A March 2013 ‘Harris Poll’, conducted by the market research organisation, found that more Americans are concerned about the current state and future of the environment in 2013 than in 2012 (38 per cent in 2013, compared with 31 per cent in 2012). But this did not necessarily translate into willingness to buy ‘green’ or ‘organic’ items.
Men are particularly skeptical about the ‘organic’ label, with 63 per cent of male American consumers agreeing that the labelling of food or other products as organic is just an excuse to charge more, compared with 54 per cent of women.
“What surprised us most was that while Americans are showing more concern for the environment, they aren’t necessarily willing to pay more to do anything about it,” said Mike de Vere, President of the Harris Poll. “While Americans feel better about the economy, many are wary of the ‘greenwashing’ concept that gives companies a chance to cash in on consumers who want to help the planet but are confused by all the eco-friendly jargon,” he said.
Eight in ten Americans said they will seek out ‘green’ products. About half of respondents said they were not willing to pay extra for such products, while 33 per cent said they sought out ‘green’ products only if the cost was the same. One in ten respondents said they sought out ‘green’ products only if it meant they saved a little money, and 8 per cent said only if it saved them a lot of money. Two in ten respondents said they did not seek out ‘green’ products, no matter if there were any savings.
While recent research shows that organic produce and meat typically do not have a greater nutritional content than conventional varieties, the poll showed that 55 per cent of Americans believe that organic foods are healthier than non-organic. Additionally, 41 per cent of American consumers said that organic food tastes better and/or fresher than non-organic.
More than half of respondents said they worried about the freshness of their produce because of the distance it travelled to get to the grocery store, while 23 per cent of Americans said they did not often buy organic food because they believe the products ‘go bad’ more quickly. Nearly 80 per cent of Americans said they did not feel guilty if they did not buy organic food.
Australian Food News reported in December 2012 that research from Cornell University in New York had also found that US consumers were skeptical about ‘organic’ labels.
Meanwhile, in Australia consumers are also sometimes concerned about the price tag that often comes with the ‘organic’ label. According to data collected by Australian market insights organisation Mobium Group, 80 per cent of consumers in Australia in 2012 said that price/value was still a major barrier to them buying organic food. Nearly half said being able to trust that the product was organic was a major barrier to purchase.
According to the research, 65 per cent of adult Australians said they had bought at least one organic product in 2012, with food products making up the biggest share of organic products purchased. Fresh produce is the most popular organic sector, with 60 per cent of Australian households saying they had bought at least one organic fruit or vegetable in 2012.

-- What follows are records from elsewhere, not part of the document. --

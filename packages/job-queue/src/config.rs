//! Queue configuration loaded from environment variables

use similarity_shared_config::{get_env_or_default, parse_env};

use crate::envelope::JobType;
use crate::error::QueueResult;
use crate::lane::LaneWeights;
use crate::retry::{RetryPolicy, DEFAULT_MAX_RETRIES};

/// Settings shared by producers and workers
#[derive(Debug, Clone)]
pub struct QueueConfig {
    /// Prefix for every broker key
    pub namespace: String,

    /// Relative lane weights
    pub lane_weights: LaneWeights,

    /// Retry budgets per job type
    pub retry_policy: RetryPolicy,
}

impl QueueConfig {
    /// Load queue configuration from environment variables
    ///
    /// Per-type budgets come from `QUEUE_RETRIES_<TYPE>`, e.g.
    /// `QUEUE_RETRIES_SET_SIGNATURES=3`. Install jobs default to zero.
    pub fn from_env() -> QueueResult<Self> {
        let default_max_retries = parse_env("QUEUE_DEFAULT_MAX_RETRIES", DEFAULT_MAX_RETRIES)?;
        let mut retry_policy = RetryPolicy::standard(default_max_retries);

        for job_type in JobType::ALL {
            let name = format!("QUEUE_RETRIES_{}", job_type.env_suffix());
            if std::env::var(&name).is_ok() {
                let max_retries: u32 = parse_env(&name, 0)?;
                retry_policy = retry_policy.with_override(job_type, max_retries);
            }
        }

        Ok(Self {
            namespace: get_env_or_default("QUEUE_NAMESPACE", "similarity"),
            lane_weights: get_env_or_default("QUEUE_LANE_WEIGHTS", "default=6,critical=3,low=1")
                .parse()?,
            retry_policy,
        })
    }
}

impl Default for QueueConfig {
    fn default() -> Self {
        Self {
            namespace: "similarity".to_string(),
            lane_weights: LaneWeights::default(),
            retry_policy: RetryPolicy::default(),
        }
    }
}
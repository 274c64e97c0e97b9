//! Worker configuration loaded from environment variables
//!
//! This module provides configuration management for the similarity worker.
//! Configuration is loaded from environment variables with sensible defaults for
//! development environments.

use std::time::Duration;

use anyhow::{bail, Result};
use similarity_job_queue::{Backoff, QueueConfig};
use similarity_shared_config::{parse_env, CommonConfig, ComputeConfig, Environment, RedisConfig};

use crate::pool::PoolSettings;

/// Worker configuration
#[derive(Debug, Clone)]
pub struct Config {
    /// Common configuration shared with other services
    pub common: CommonConfig,

    /// Queue namespace, lane weights and retry budgets
    pub queue: QueueConfig,

    /// Number of concurrent executors
    pub concurrency: usize,

    /// Idle poll interval in milliseconds
    pub poll_interval_ms: u64,

    /// Lease (visibility timeout) for a claimed job in seconds
    pub lease_secs: u64,

    /// Time in-flight jobs get to finish after shutdown is requested
    pub shutdown_grace_secs: u64,

    /// Janitor period in seconds
    pub maintenance_interval_secs: u64,

    /// Pause between broker health checks while it is unreachable
    pub broker_retry_secs: u64,

    /// Delay between a failed attempt and the retry
    pub retry_backoff: Backoff,
}

impl Config {
    /// Load configuration from environment variables
    pub fn from_env() -> Result<Self> {
        let common = CommonConfig::from_env()
            .map_err(|e| anyhow::anyhow!("Failed to load config: {}", e))?;
        let queue = QueueConfig::from_env()
            .map_err(|e| anyhow::anyhow!("Failed to load queue config: {}", e))?;

        let config = Self {
            common,
            queue,
            concurrency: parse_env("WORKER_CONCURRENCY", 10)?,
            poll_interval_ms: parse_env("WORKER_POLL_INTERVAL_MS", 500)?,
            lease_secs: parse_env("WORKER_LEASE_SECS", 1800)?,
            shutdown_grace_secs: parse_env("WORKER_SHUTDOWN_GRACE_SECS", 30)?,
            maintenance_interval_secs: parse_env("WORKER_MAINTENANCE_INTERVAL_SECS", 5)?,
            broker_retry_secs: parse_env("WORKER_BROKER_RETRY_SECS", 5)?,
            retry_backoff: parse_env("WORKER_RETRY_BACKOFF", Backoff::Immediate)?,
        };

        config.validate()?;
        Ok(config)
    }

    /// Reject settings the pool cannot run with
    pub fn validate(&self) -> Result<()> {
        if self.concurrency == 0 {
            bail!("WORKER_CONCURRENCY must be at least 1");
        }
        if self.maintenance_interval_secs == 0 {
            bail!("WORKER_MAINTENANCE_INTERVAL_SECS must be at least 1");
        }

        let longest_call = self.common.compute.max_timeout();
        if self.lease() <= longest_call {
            bail!(
                "WORKER_LEASE_SECS ({}s) must exceed the longest compute timeout ({}s)",
                self.lease_secs,
                longest_call.as_secs()
            );
        }

        self.common
            .compute
            .validate()
            .map_err(|e| anyhow::anyhow!("Invalid compute config: {}", e))?;
        Ok(())
    }

    pub fn lease(&self) -> Duration {
        Duration::from_secs(self.lease_secs)
    }

    /// Settings for [`crate::pool::WorkerPool`]
    pub fn pool_settings(&self) -> PoolSettings {
        PoolSettings {
            concurrency: self.concurrency,
            poll_interval: Duration::from_millis(self.poll_interval_ms),
            lease: self.lease(),
            shutdown_grace: Duration::from_secs(self.shutdown_grace_secs),
            maintenance_interval: Duration::from_secs(self.maintenance_interval_secs),
            broker_retry_interval: Duration::from_secs(self.broker_retry_secs),
            backoff: self.retry_backoff,
            lane_weights: self.queue.lane_weights,
        }
    }

    // Convenience accessors for common config fields

    /// Get Redis configuration
    pub fn redis(&self) -> &RedisConfig {
        &self.common.redis
    }

    /// Get compute service configuration
    pub fn compute(&self) -> &ComputeConfig {
        &self.common.compute
    }

    /// Get environment mode
    pub fn environment(&self) -> Environment {
        self.common.environment
    }
}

Household staples were the next most popular, with 45 per cent of households saying they bought at least one organic cooking ingredient in 2012, and 39 per cent of households saying they bought at least one organic canned good in 2012.
Nearly 40 per cent of households said they bought organic bread in 2012, 35 per cent said they bought organic red meat, and 34 per cent said they bought organic dairy items.

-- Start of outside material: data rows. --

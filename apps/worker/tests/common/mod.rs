//! Common test utilities for worker integration tests
//!
//! This module provides shared test infrastructure for integration tests,
//! including test fixtures, mock services, and helper functions.

#![allow(unused_imports)]
#![allow(dead_code)]

pub mod fixtures;
pub mod mocks;

pub use fixtures::*;
pub use mocks::*;
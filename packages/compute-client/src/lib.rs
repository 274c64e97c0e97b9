//! Client for the external signature-computation service
//!
//! The service downloads tracks, fingerprints them and stores audio
//! signatures. This crate only knows its HTTP surface:
//!
//! | Verb | Path | Body | Success |
//! |---|---|---|---|
//! | POST | /install/artist | `{"artist_id": string}` | 200/202 |
//! | POST | /install/album | `{"album_id": string}` | 200/202 |
//! | POST | /signatures/set | (empty) | 200 |
//! | GET | /ping | (none) | 200 |
//!
//! # Example
//!
//! ```no_run
//! use similarity_compute_client::ComputeClient;
//! use similarity_shared_config::ComputeConfig;
//!
//! # async fn example() -> Result<(), Box<dyn std::error::Error>> {
//! let client = ComputeClient::new(&ComputeConfig::from_env()?)?;
//! let pong = client.ping().await?;
//! println!("compute service says: {}", pong.body);
//! # Ok(())
//! # }
//! ```

mod client;
mod error;

pub use client::{ComputeClient, ComputeResponse};
pub use error::{ComputeError, ComputeResult};

/// Re-exported so callers of [`ComputeClient::call`] need no direct reqwest dependency
pub use reqwest::Method;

Andrew Monk, Chairman of organic certifying body Australian Organic, told Australian Food News that some of the issues around trust were showing some signs of being solved by the industry. The Mobius Group research showed that 53 per cent of respondents in 2012 knew that certification marks or logos used on labels guaranteed that a product was organic, up from 42 per cent in 2010.

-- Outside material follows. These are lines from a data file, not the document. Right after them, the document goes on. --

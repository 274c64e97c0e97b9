//! External compute service configuration types

use std::time::Duration;

use crate::{parse_env, ConfigError, ConfigResult};

/// Configuration for the external signature-computation service
#[derive(Debug, Clone)]
pub struct ComputeConfig {
    /// Base URL of the compute service (e.g., http://audio-processing:5000)
    pub url: String,

    /// Timeout for install operations in seconds
    pub install_timeout_secs: u64,

    /// Timeout for signature computation in seconds
    pub signatures_timeout_secs: u64,

    /// Timeout for the liveness check in seconds
    pub ping_timeout_secs: u64,

    /// TCP connect timeout in seconds
    pub connect_timeout_secs: u64,
}

impl ComputeConfig {
    /// Load compute service configuration from environment variables
    ///
    /// `COMPUTE_SERVICE_URL` wins over the legacy `PYTHON_APP_URL`.
    pub fn from_env() -> ConfigResult<Self> {
        let url = std::env::var("COMPUTE_SERVICE_URL")
            .or_else(|_| std::env::var("PYTHON_APP_URL"))
            .unwrap_or_else(|_| "http://localhost:5000".to_string());

        let config = Self {
            url,
            install_timeout_secs: parse_env("COMPUTE_INSTALL_TIMEOUT", 120)?,
            signatures_timeout_secs: parse_env("COMPUTE_SIGNATURES_TIMEOUT", 300)?,
            ping_timeout_secs: parse_env("COMPUTE_PING_TIMEOUT", 10)?,
            connect_timeout_secs: parse_env("COMPUTE_CONNECT_TIMEOUT", 10)?,
        };
        config.validate()?;
        Ok(config)
    }

    /// Create a configuration with a custom URL (useful for testing)
    pub fn with_url(url: impl Into<String>) -> Self {
        Self {
            url: url.into(),
            ..Self::default()
        }
    }

    /// Reject values that would make every outbound call fail immediately
    pub fn validate(&self) -> ConfigResult<()> {
        if url::Url::parse(&self.url).is_err() {
            return Err(ConfigError::InvalidUrl(
                "COMPUTE_SERVICE_URL".to_string(),
                self.url.clone(),
            ));
        }
        for (name, value) in [
            ("COMPUTE_INSTALL_TIMEOUT", self.install_timeout_secs),
            ("COMPUTE_SIGNATURES_TIMEOUT", self.signatures_timeout_secs),
            ("COMPUTE_PING_TIMEOUT", self.ping_timeout_secs),
        ] {
            if value == 0 {
                return Err(ConfigError::InvalidValue(
                    name.to_string(),
                    "timeout must be greater than zero".to_string(),
                ));
            }
        }
        Ok(())
    }

    /// Join a path onto the base URL
    pub fn endpoint(&self, path: &str) -> String {
        format!(
            "{}/{}",
            self.url.trim_end_matches('/'),
            path.trim_start_matches('/')
        )
    }

    pub fn install_timeout(&self) -> Duration {
        Duration::from_secs(self.install_timeout_secs)
    }

    pub fn signatures_timeout(&self) -> Duration {
        Duration::from_secs(self.signatures_timeout_secs)
    }

    pub fn ping_timeout(&self) -> Duration {
        Duration::from_secs(self.ping_timeout_secs)
    }

    /// Longest outbound timeout, used to size claim leases
    pub fn max_timeout(&self) -> Duration {
        self.install_timeout()
            .max(self.signatures_timeout())
            .max(self.ping_timeout())
    }
}

impl Default for ComputeConfig {
    fn default() -> Self {
        Self {
            url: "http://localhost:5000".to_string(),
            install_timeout_secs: 120,
            signatures_timeout_secs: 300,
            ping_timeout_secs: 10,
            connect_timeout_secs: 10,
        }
    }
}

#[cfg(test)]
mod tests {
    use super::*;

    #[test]
    fn test_default_config() {
        let config = ComputeConfig::default();
        assert_eq!(config.url, "http://localhost:5000");
        assert_eq!(config.install_timeout(), Duration::from_secs(120));
        assert_eq!(config.ping_timeout(), Duration::from_secs(10));
    }

    #[test]
    fn test_install_outlasts_ping() {
        let config = ComputeConfig::default();
        assert!(config.install_timeout() > config.ping_timeout());
        assert_eq!(config.max_timeout(), Duration::from_secs(300));
    }

    #[test]
    fn test_endpoint_urls() {
        let config = ComputeConfig::with_url("http://compute:5000/");
        assert_eq!(config.endpoint("/install/artist"), "http://compute:5000/install/artist");
        assert_eq!(config.endpoint("ping"), "http://compute:5000/ping");
    }

    #[test]
    fn test_validate_rejects_bad_url() {
        let config = ComputeConfig::with_url("not a url");
        assert!(matches!(config.validate(), Err(ConfigError::InvalidUrl(_, _))));
    }

    #[test]
    fn test_validate_rejects_zero_timeout() {
        let config = ComputeConfig {
            ping_timeout_secs: 0,
            ..ComputeConfig::default()
        };
        assert!(matches!(config.validate(), Err(ConfigError::InvalidValue(_, _))));
    }

    #[test]
    fn test_from_env_prefers_compute_service_url() {
        temp_env::with_vars(
            [
                ("COMPUTE_SERVICE_URL", Some("http://compute:9000")),
                ("PYTHON_APP_URL", Some("http://legacy:5000")),
                ("COMPUTE_INSTALL_TIMEOUT", Some("600")),
            ],
            || {
                let config = ComputeConfig::from_env().unwrap();
                assert_eq!(config.url, "http://compute:9000");
                assert_eq!(config.install_timeout_secs, 600);
            },
        );
    }

    #[test]
    fn test_from_env_falls_back_to_legacy_url() {
        temp_env::with_vars(
            [
                ("COMPUTE_SERVICE_URL", None),
                ("PYTHON_APP_URL", Some("http://legacy:5000")),
            ],
            || {
                let config = ComputeConfig::from_env().unwrap();
                assert_eq!(config.url, "http://legacy:5000");
            },
        );
    }
}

The Australian Organic ‘bud logo’ was the most recognised organic certification symbol (31 per cent in 2012, up from 23 per cent in 2010), followed by the NASAA Certified Organic logo (19 per cent in 2012, up from 15 per cent in 2010), and the US certification body USDA’s logo (7 per cent in 2012 – the first time data had been collected for this logo).
US and Australian organic industries regulated differently
Mr Monk told Australian Food News that regulation of ‘organic’ is a different process in Australia to what it is in the US. According to Mr Monk, the term ‘organic’ is protected by law in the US, which he said had led to some “bizarre” outcomes from legislative action, which he said might contribute to the lack of trust US consumers have in the ‘organic’ label.
“I think it’s a case of legislative overreach, and there’s a lack of ownership [of the term],” Mr Monk told Australian Food News.
By contrast, Australia’s organic industry is self-regulated, and reinforced by strong consumer-protection laws.
“But it’s a delicate web that requires market support for it to function – and luckily all the big retailers are doing that,” Mr Monk said.
“The fact that you have that triangle of support, that web of support, I think is key to the long-term health of the future. And I think that is a far better model than a legislative model that then kind of ends up dumbing everything down and possibly ultimately losing the baby out with the bath water,” Mr Monk said.